Content starts

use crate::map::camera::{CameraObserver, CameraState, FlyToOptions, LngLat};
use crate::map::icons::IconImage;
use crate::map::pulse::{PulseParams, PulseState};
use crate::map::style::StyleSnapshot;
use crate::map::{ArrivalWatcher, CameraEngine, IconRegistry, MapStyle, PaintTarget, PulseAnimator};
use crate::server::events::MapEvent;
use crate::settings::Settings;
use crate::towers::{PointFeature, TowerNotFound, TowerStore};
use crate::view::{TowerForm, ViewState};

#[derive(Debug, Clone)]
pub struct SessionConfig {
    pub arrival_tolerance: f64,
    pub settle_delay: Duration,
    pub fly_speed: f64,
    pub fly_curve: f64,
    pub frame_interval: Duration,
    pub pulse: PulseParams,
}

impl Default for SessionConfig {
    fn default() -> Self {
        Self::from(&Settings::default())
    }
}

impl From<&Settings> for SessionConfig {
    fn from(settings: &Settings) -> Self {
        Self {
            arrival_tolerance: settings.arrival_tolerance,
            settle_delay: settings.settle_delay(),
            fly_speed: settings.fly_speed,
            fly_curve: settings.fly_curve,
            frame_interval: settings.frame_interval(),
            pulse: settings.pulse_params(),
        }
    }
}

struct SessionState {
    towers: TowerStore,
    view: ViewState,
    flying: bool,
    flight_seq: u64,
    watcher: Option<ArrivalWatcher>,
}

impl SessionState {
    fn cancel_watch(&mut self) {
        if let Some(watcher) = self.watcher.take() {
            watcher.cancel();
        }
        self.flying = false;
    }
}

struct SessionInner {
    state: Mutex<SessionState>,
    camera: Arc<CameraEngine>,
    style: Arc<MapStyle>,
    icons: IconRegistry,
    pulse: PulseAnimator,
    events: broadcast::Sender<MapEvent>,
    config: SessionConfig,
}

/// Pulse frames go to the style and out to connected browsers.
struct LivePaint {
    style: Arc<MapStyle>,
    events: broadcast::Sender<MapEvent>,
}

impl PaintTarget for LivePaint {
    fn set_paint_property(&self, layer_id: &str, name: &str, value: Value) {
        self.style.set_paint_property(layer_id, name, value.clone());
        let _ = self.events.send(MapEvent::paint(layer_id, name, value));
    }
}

Content ends
Content starts

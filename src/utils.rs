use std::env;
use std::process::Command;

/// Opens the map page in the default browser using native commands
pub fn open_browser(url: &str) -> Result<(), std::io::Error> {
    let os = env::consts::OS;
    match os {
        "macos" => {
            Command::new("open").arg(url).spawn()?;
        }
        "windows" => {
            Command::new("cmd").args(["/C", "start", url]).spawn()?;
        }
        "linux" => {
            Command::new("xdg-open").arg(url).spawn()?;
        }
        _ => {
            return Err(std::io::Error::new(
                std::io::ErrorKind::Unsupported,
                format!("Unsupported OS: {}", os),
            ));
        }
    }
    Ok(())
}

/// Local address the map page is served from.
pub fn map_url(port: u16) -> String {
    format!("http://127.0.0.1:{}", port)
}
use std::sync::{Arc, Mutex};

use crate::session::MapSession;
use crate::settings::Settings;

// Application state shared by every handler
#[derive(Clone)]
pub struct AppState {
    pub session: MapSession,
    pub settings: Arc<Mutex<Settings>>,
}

Content ends

◆ **Your objective**:
Please work out how many lines in this listing contain "IconRegistry", then give only that number.

◆ **Written answer**:
2